Angela Merkel’s legacy is a polarized Germany now verging on the ungovernable

The German electorate is splintering. Instead of two dominant parties alternating in power with a junior partner, six parties now sit both in the Berlin Bundestag and the state parliaments. (Bavaria has seven, since two parties to the Right of Merkel’s local allies have seats in the Munich parliament). Both the CDU and SPD have shrunk so much that the Social Democrats breathed a sigh of relief at scraping just under 20 per cent in Hesse this weekend and the local CDU proclaimed 27 per cent a “mandate” to govern.

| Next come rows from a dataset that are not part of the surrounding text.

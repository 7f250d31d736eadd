//! Picture command implementation.

use anyhow::{Context, Result};
use cpc_lib::prelude::*;
use image::{ImageFormat, RgbaImage};
use std::path::{Path, PathBuf};

/// Download a portrait and write it as PNG.
pub(crate) async fn picture(
    api: &CpcApi,
    slug: &str,
    pixels: u32,
    output: Option<PathBuf>,
) -> Result<()> {
    let picture = api
        .picture(slug, pixels)
        .await
        .with_context(|| format!("Failed to fetch the portrait of '{slug}'"))?;

    let output = output.unwrap_or_else(|| PathBuf::from(format!("{slug}.png")));
    write_png(picture, &output)?;

    println!("Saved {pixels}x{pixels} portrait to {}", output.display());
    Ok(())
}

fn write_png(picture: Picture, path: &Path) -> Result<()> {
    let (width, height) = (picture.width(), picture.height());
    let image = RgbaImage::from_raw(width, height, picture.into_pixels())
        .context("Pixel buffer does not match the picture size")?;
    image
        .save_with_format(path, ImageFormat::Png)
        .with_context(|| format!("Failed to write {}", path.display()))
}
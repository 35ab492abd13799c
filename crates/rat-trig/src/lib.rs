//! Rational trigonometry over generic numeric scalars.
//!
//! Norman Wildberger's rational trigonometry replaces distance with
//! *quadrance* (squared distance) and angle with *spread* (squared sine), so
//! every formula is a short algebraic expression: no square roots, no
//! transcendental functions, no limits. With an exact scalar such as
//! `num_rational::Ratio` all results are exact.
//!
//! Layout
//! - `numeric`: the `Numeric` scalar contract (blanket-implemented).
//! - `vector`: `quad`, `dot`, `cross`, `spread` on `[T; 2]` vectors.
//! - `triangle`: `archimedes`, `spread_law`, `triple_quad_formula` on quadrances.
//! - `fib`: a standalone Fibonacci helper used by the demo CLI.
//!
//! Every function is pure, allocation-free, and monomorphized per scalar type.
//! Division by a zero denominator (in `spread` and `spread_law`) is not
//! guarded; it behaves however `T`'s own division does.
//!
//! ```text
//!           A
//!           |\
//!           | \
//!        q1 |  \ q3
//!           |   \
//!           B----C
//!             q2
//!
//!      where q1, q2, q3 are quadrances (squared distances)
//! ```

pub mod fib;
pub mod numeric;
pub mod triangle;
pub mod vector;

/// Library version string.
pub const VERSION: &str = env!("CARGO_PKG_VERSION");

pub use fib::{checked_fib, fib, MAX_FIB_INDEX};
pub use numeric::Numeric;
pub use triangle::{archimedes, spread_law, triple_quad_formula};
pub use vector::{cross, dot, quad, spread, Vector2};

/// Common exports for quick imports in callers.
pub mod prelude {
    pub use crate::numeric::Numeric;
    pub use crate::triangle::{archimedes, spread_law, triple_quad_formula};
    pub use crate::vector::{cross, dot, quad, spread, Vector2};
}
//! Exact bindings over `Ratio<i64>`.
//!
//! Inputs and outputs are `(numerator, denominator)` tuples; results come back
//! reduced with a positive denominator. Arithmetic is checked: a result or
//! intermediate that leaves `i64` raises `OverflowError`.

use crate::common::{frac_from_py, frac_to_py, nonzero_divisor, vec_from_py, PyFrac};
use pyo3::prelude::*;

type V2 = (PyFrac, PyFrac);

#[pyfunction]
pub fn quad_exact(v: V2) -> PyResult<PyFrac> {
    frac_to_py(rat_trig::quad(vec_from_py(v)?))
}

#[pyfunction]
pub fn dot_exact(v_1: V2, v_2: V2) -> PyResult<PyFrac> {
    frac_to_py(rat_trig::dot(vec_from_py(v_1)?, vec_from_py(v_2)?))
}

#[pyfunction]
pub fn cross_exact(v_1: V2, v_2: V2) -> PyResult<PyFrac> {
    frac_to_py(rat_trig::cross(vec_from_py(v_1)?, vec_from_py(v_2)?))
}

#[pyfunction]
pub fn spread_exact(v_1: V2, v_2: V2) -> PyResult<PyFrac> {
    let (a, b) = (vec_from_py(v_1)?, vec_from_py(v_2)?);
    nonzero_divisor(rat_trig::quad(a) * rat_trig::quad(b), "product of quadrances")?;
    frac_to_py(rat_trig::spread(a, b))
}

#[pyfunction]
pub fn archimedes_exact(q_1: PyFrac, q_2: PyFrac, q_3: PyFrac) -> PyResult<PyFrac> {
    let (q_1, q_2, q_3) = (frac_from_py(q_1)?, frac_from_py(q_2)?, frac_from_py(q_3)?);
    frac_to_py(rat_trig::archimedes(q_1, q_2, q_3))
}

#[pyfunction]
pub fn spread_law_exact(q_1: PyFrac, q_2: PyFrac, q_3: PyFrac) -> PyResult<PyFrac> {
    let (q_1, q_2, q_3) = (frac_from_py(q_1)?, frac_from_py(q_2)?, frac_from_py(q_3)?);
    nonzero_divisor(q_1 * q_2, "q_1 * q_2")?;
    frac_to_py(rat_trig::spread_law(q_1, q_2, q_3))
}

#[pyfunction]
pub fn triple_quad_formula_exact(q_1: PyFrac, q_2: PyFrac, s_3: PyFrac) -> PyResult<PyFrac> {
    let (q_1, q_2, s_3) = (frac_from_py(q_1)?, frac_from_py(q_2)?, frac_from_py(s_3)?);
    frac_to_py(rat_trig::triple_quad_formula(q_1, q_2, s_3))
}

pub fn register(m: &PyModule) -> PyResult<()> {
    m.add_function(wrap_pyfunction!(quad_exact, m)?)?;
    m.add_function(wrap_pyfunction!(dot_exact, m)?)?;
    m.add_function(wrap_pyfunction!(cross_exact, m)?)?;
    m.add_function(wrap_pyfunction!(spread_exact, m)?)?;
    m.add_function(wrap_pyfunction!(archimedes_exact, m)?)?;
    m.add_function(wrap_pyfunction!(spread_law_exact, m)?)?;
    m.add_function(wrap_pyfunction!(triple_quad_formula_exact, m)?)?;
    Ok(())
}
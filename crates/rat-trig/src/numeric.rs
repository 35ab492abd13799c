//! Scalar contract shared by every formula.
//!
//! Any `Copy` type with the four field operations and the constants 0 and 1
//! qualifies: machine integers, `f32`/`f64`, `num_rational::Ratio<_>`, or a
//! caller-supplied exact type. Ordering is not required, so nothing in this
//! crate branches on sign.

use num_traits::{One, Zero};
use std::ops::{Add, Div, Mul, Sub};

/// A scalar usable in rational trigonometry calculations.
///
/// Implemented automatically for every type meeting the bounds; a type that
/// lacks one of the operations is rejected at compile time.
///
/// ```
/// use rat_trig::Numeric;
///
/// assert_eq!(i32::four(), 4);
/// assert_eq!(f64::four(), 4.0);
/// ```
pub trait Numeric:
    Copy
    + PartialEq
    + Zero
    + One
    + Add<Output = Self>
    + Sub<Output = Self>
    + Mul<Output = Self>
    + Div<Output = Self>
{
    /// The constant 4, built from `1` so no integer conversion is needed.
    #[inline]
    fn four() -> Self {
        let two = Self::one() + Self::one();
        two + two
    }
}

impl<T> Numeric for T where
    T: Copy
        + PartialEq
        + Zero
        + One
        + Add<Output = T>
        + Sub<Output = T>
        + Mul<Output = T>
        + Div<Output = T>
{
}

#[cfg(test)]
mod tests {
    use super::*;
    use num_rational::Ratio;

    fn constants<T: Numeric>() -> (T, T, T) {
        (T::zero(), T::one(), T::four())
    }

    #[test]
    fn constants_for_builtin_scalars() {
        assert_eq!(constants::<i32>(), (0, 1, 4));
        assert_eq!(constants::<u8>(), (0, 1, 4));
        assert_eq!(constants::<i64>(), (0, 1, 4));
        assert_eq!(constants::<f32>(), (0.0, 1.0, 4.0));
        assert_eq!(constants::<f64>(), (0.0, 1.0, 4.0));
    }

    #[test]
    fn constants_for_ratio() {
        let (z, o, f) = constants::<Ratio<i64>>();
        assert_eq!(z, Ratio::from_integer(0));
        assert_eq!(o, Ratio::from_integer(1));
        assert_eq!(f, Ratio::from_integer(4));
    }
}
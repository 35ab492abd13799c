use num_rational::Ratio;
use num_traits::{CheckedAdd, CheckedDiv, CheckedMul, CheckedSub, One, Zero};
use pyo3::exceptions::{PyOverflowError, PyZeroDivisionError};
use pyo3::prelude::*;
use std::ops::{Add, Div, Mul, Sub};

pub type Frac = Ratio<i64>;
/// Fraction as seen from Python: `(numerator, denominator)`.
pub type PyFrac = (i64, i64);

/// `Ratio<i64>` whose arithmetic yields `None` on overflow instead of
/// panicking (debug) or wrapping (release). Once `None`, always `None`.
#[derive(Debug, Clone, Copy, PartialEq)]
pub struct Checked(pub Option<Frac>);

impl Checked {
    fn zip_with(self, rhs: Self, op: impl FnOnce(&Frac, &Frac) -> Option<Frac>) -> Self {
        Checked(self.0.zip(rhs.0).and_then(|(a, b)| op(&a, &b)))
    }
}

impl From<Frac> for Checked {
    fn from(r: Frac) -> Self {
        Checked(Some(r))
    }
}

impl Add for Checked {
    type Output = Self;
    fn add(self, rhs: Self) -> Self {
        self.zip_with(rhs, Frac::checked_add)
    }
}

impl Sub for Checked {
    type Output = Self;
    fn sub(self, rhs: Self) -> Self {
        self.zip_with(rhs, Frac::checked_sub)
    }
}

impl Mul for Checked {
    type Output = Self;
    fn mul(self, rhs: Self) -> Self {
        self.zip_with(rhs, Frac::checked_mul)
    }
}

// Division by zero also gives `None`; callers check divisors first so it
// surfaces as ZeroDivisionError rather than OverflowError.
impl Div for Checked {
    type Output = Self;
    fn div(self, rhs: Self) -> Self {
        self.zip_with(rhs, Frac::checked_div)
    }
}

impl Zero for Checked {
    fn zero() -> Self {
        Frac::zero().into()
    }

    fn is_zero(&self) -> bool {
        self.0.is_some_and(|r| r.is_zero())
    }
}

impl One for Checked {
    fn one() -> Self {
        Frac::one().into()
    }
}

pub fn frac_from_py((numer, denom): PyFrac) -> PyResult<Checked> {
    if denom == 0 {
        return Err(PyZeroDivisionError::new_err(format!(
            "fraction {numer}/0 has a zero denominator"
        )));
    }
    // reducing i64::MIN may negate it
    if numer == i64::MIN || denom == i64::MIN {
        return Err(PyOverflowError::new_err(format!(
            "fraction {numer}/{denom} is out of range"
        )));
    }
    Ok(Frac::new(numer, denom).into())
}

pub fn frac_to_py(r: Checked) -> PyResult<PyFrac> {
    r.0.map(|r| (*r.numer(), *r.denom())).ok_or_else(|| {
        PyOverflowError::new_err("result does not fit a fraction of 64-bit integers")
    })
}

pub fn vec_from_py(v: (PyFrac, PyFrac)) -> PyResult<[Checked; 2]> {
    Ok([frac_from_py(v.0)?, frac_from_py(v.1)?])
}

/// Reject a zero divisor before the division turns it into `None`.
pub fn nonzero_divisor(d: Checked, what: &str) -> PyResult<()> {
    if d.is_zero() {
        Err(PyZeroDivisionError::new_err(format!("{what} is zero")))
    } else {
        Ok(())
    }
}

#[cfg(test)]
pub(crate) fn raises<E: pyo3::PyTypeInfo, T>(result: PyResult<T>) -> bool {
    pyo3::prepare_freethreaded_python();
    Python::with_gil(|py| result.is_err_and(|err| err.is_instance_of::<E>(py)))
}

#[cfg(test)]
mod tests {
    use super::*;

    fn c(numer: i64, denom: i64) -> Checked {
        Frac::new(numer, denom).into()
    }

    #[test]
    fn exact_arithmetic_matches_ratio() {
        assert_eq!(c(1, 2) + c(1, 3), c(5, 6));
        assert_eq!(c(1, 2) - c(1, 3), c(1, 6));
        assert_eq!(c(2, 3) * c(3, 4), c(1, 2));
        assert_eq!(c(2, 3) / c(4, 3), c(1, 2));
        assert!(Checked::zero().is_zero());
        assert_eq!(Checked::one(), c(7, 7));
    }

    #[test]
    fn overflow_is_sticky_none() {
        let big = c(i64::MAX, 1);
        assert_eq!(big + Checked::one(), Checked(None));
        assert_eq!(big * c(2, 1), Checked(None));
        assert_eq!(c(1, i64::MAX) * c(1, 2), Checked(None));
        assert_eq!((big + big) - big, Checked(None));
        assert!(!Checked(None).is_zero());
    }

    #[test]
    fn formulas_run_on_checked_scalars() {
        assert_eq!(rat_trig::spread([c(1, 1), c(2, 1)], [c(3, 1), c(4, 1)]), c(4, 125));
        assert_eq!(rat_trig::archimedes(c(1, 2), c(1, 4), c(1, 6)), c(23, 144));
        assert_eq!(rat_trig::quad([c(i64::MAX, 1), c(1, 1)]), Checked(None));
        assert_eq!(rat_trig::archimedes(c(1 << 40, 1), c(1, 1), c(1, 1)), Checked(None));
    }

    #[test]
    fn zero_denominator_raises_zero_division() {
        assert!(raises::<PyZeroDivisionError, _>(frac_from_py((3, 0))));
        assert!(raises::<PyZeroDivisionError, _>(vec_from_py(((1, 1), (1, 0)))));
        assert!(raises::<PyZeroDivisionError, _>(nonzero_divisor(Checked::zero(), "d")));
        assert!(nonzero_divisor(Checked(None), "d").is_ok());
    }

    #[test]
    fn out_of_range_raises_overflow() {
        assert!(raises::<PyOverflowError, _>(frac_from_py((i64::MIN, 1))));
        assert!(raises::<PyOverflowError, _>(frac_from_py((1, i64::MIN))));
        assert!(raises::<PyOverflowError, _>(frac_to_py(Checked(None))));
    }

    #[test]
    fn conversions_reduce_and_normalise_sign() {
        assert_eq!(frac_from_py((2, -4)).unwrap(), c(-1, 2));
        assert_eq!(frac_to_py(c(6, -4)).unwrap(), (-3, 2));
    }
}
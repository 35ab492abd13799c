//! Iterative Fibonacci numbers (demo utility, unrelated to the trig formulas).

/// Largest `n` for which `fib(n)` fits in a `u64`.
pub const MAX_FIB_INDEX: u64 = 93;

/// The `n`-th Fibonacci number with `fib(1) == fib(2) == 1`.
///
/// Panics if `n == 0` or if the result overflows `u64` (`n > MAX_FIB_INDEX`).
///
/// ```
/// use rat_trig::fib;
///
/// assert_eq!(fib(1), 1);
/// assert_eq!(fib(2), 1);
/// assert_eq!(fib(6), 8);
/// ```
///
/// ```text
/// F(1)=1  F(2)=1  F(3)=2  F(4)=3  F(5)=5  F(6)=8  ...
/// ```
pub fn fib(n: u64) -> u64 {
    assert!(n > 0, "fib(n) requires n >= 1");
    checked_fib(n).unwrap_or_else(|| panic!("fib({n}) overflows u64"))
}

/// Like [`fib`], but returns `None` for `n == 0` or on overflow.
pub fn checked_fib(n: u64) -> Option<u64> {
    if n == 0 {
        return None;
    }
    let (mut a, mut b) = (1u64, 1u64);
    for _ in 2..n {
        let next = a.checked_add(b)?;
        a = b;
        b = next;
    }
    Some(b)
}
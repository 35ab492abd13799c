//! `f64` bindings. Division by zero follows IEEE semantics (inf / NaN).

use pyo3::prelude::*;

type V2 = (f64, f64);

#[pyfunction]
pub fn quad(v: V2) -> f64 {
    rat_trig::quad([v.0, v.1])
}

#[pyfunction]
pub fn dot(v_1: V2, v_2: V2) -> f64 {
    rat_trig::dot([v_1.0, v_1.1], [v_2.0, v_2.1])
}

#[pyfunction]
pub fn cross(v_1: V2, v_2: V2) -> f64 {
    rat_trig::cross([v_1.0, v_1.1], [v_2.0, v_2.1])
}

#[pyfunction]
pub fn spread(v_1: V2, v_2: V2) -> f64 {
    rat_trig::spread([v_1.0, v_1.1], [v_2.0, v_2.1])
}

#[pyfunction]
pub fn archimedes(q_1: f64, q_2: f64, q_3: f64) -> f64 {
    rat_trig::archimedes(q_1, q_2, q_3)
}

#[pyfunction]
pub fn spread_law(q_1: f64, q_2: f64, q_3: f64) -> f64 {
    rat_trig::spread_law(q_1, q_2, q_3)
}

#[pyfunction]
pub fn triple_quad_formula(q_1: f64, q_2: f64, s_3: f64) -> f64 {
    rat_trig::triple_quad_formula(q_1, q_2, s_3)
}

pub fn register(m: &PyModule) -> PyResult<()> {
    m.add_function(wrap_pyfunction!(quad, m)?)?;
    m.add_function(wrap_pyfunction!(dot, m)?)?;
    m.add_function(wrap_pyfunction!(cross, m)?)?;
    m.add_function(wrap_pyfunction!(spread, m)?)?;
    m.add_function(wrap_pyfunction!(archimedes, m)?)?;
    m.add_function(wrap_pyfunction!(spread_law, m)?)?;
    m.add_function(wrap_pyfunction!(triple_quad_formula, m)?)?;
    Ok(())
}
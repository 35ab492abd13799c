//! Sample invocations of every rational-trig formula: `cargo run --bin basic-usage`.

use anyhow::Result;
use rat_trig_cli::args::{parse_or_exit, ShowcaseArgs};
use rat_trig_cli::{logging, showcase};

fn main() -> Result<()> {
    let args: ShowcaseArgs = parse_or_exit();
    logging::init(args.verbosity.level());

    let report = showcase::build();
    for line in report.mismatches() {
        tracing::error!(expr = %line.expr, value = %line.value, expected = ?line.expected, "unexpected result");
    }
    if args.json {
        println!("{}", serde_json::to_string_pretty(&report)?);
    } else {
        print!("{}", report.render_text());
    }
    if let Some(out) = &args.out {
        showcase::write_report(out, &report)?;
    }
    Ok(())
}
//! Demonstration programs for the `rat-trig` library.
//!
//! - `fibonacci <n> [-v|-V]`: print the n-th Fibonacci number.
//! - `basic-usage [--json] [--out PATH] [-v|-V]`: sample invocations of every formula.

pub mod args;
pub mod logging;
pub mod provenance;
pub mod showcase;

/// Line printed by the `fibonacci` binary.
pub fn fib_message(n: u64) -> String {
    format!("The {}-th Fibonacci number is {}", n, rat_trig::fib(n))
}
//! Tracing setup for the demo binaries. Logs go to stderr so stdout stays
//! clean for `--json` output.

use tracing::Level;
use tracing_subscriber::fmt::SubscriberBuilder;

pub fn init(level: Level) {
    SubscriberBuilder::default()
        .with_target(false)
        .with_max_level(level)
        .with_writer(std::io::stderr)
        .init();
}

The Greens have begun to emerge as the alternative to any centre-Left party, while the Alternative for Germany (AfD) is rendering the CDU incapable of getting the 40 per cent plus needed for a secure coalition. Like the ex-Communist Left, the AfD is a pariah to the other parties, but that makes cobbling coalitions together out of the CDU, SPD, Greens and FDP very difficult because they disagree on key issues and any alliance rarely has more than half the seats across the country.

It is not only in Berlin that decision-making is getting fiendishly difficult. Brussels has relied on Merkel to give a lead in moments of crisis. Greeks certainly resented the German Chancellor’s role in setting the terms for the handling of their financial debacle, but it was done. Italy’s euro-rules busting budget is now on the EU Commission’s agenda and the strongman in Rome, Matteo Salvini, has not disguised his glee at Merkel’s discomfort. With no-one really in power in Berlin, Brussels lacks a firm hand to whip in the rest of Europe…

Impasse looks set to be Angela Merkel’s legacy at home and in the EU. She has presided over the fragmentation of the political spectrum inside Germany which raises the spectre of ungovernability in Europe’s power-house. By trying to cling to the chancellorship after December, Merkel will deepen that troubling trend. Her slow-motion departure won’t reverse the growing polarisation of politics across the EU which marked her 13 years as the group’s dominant political personality.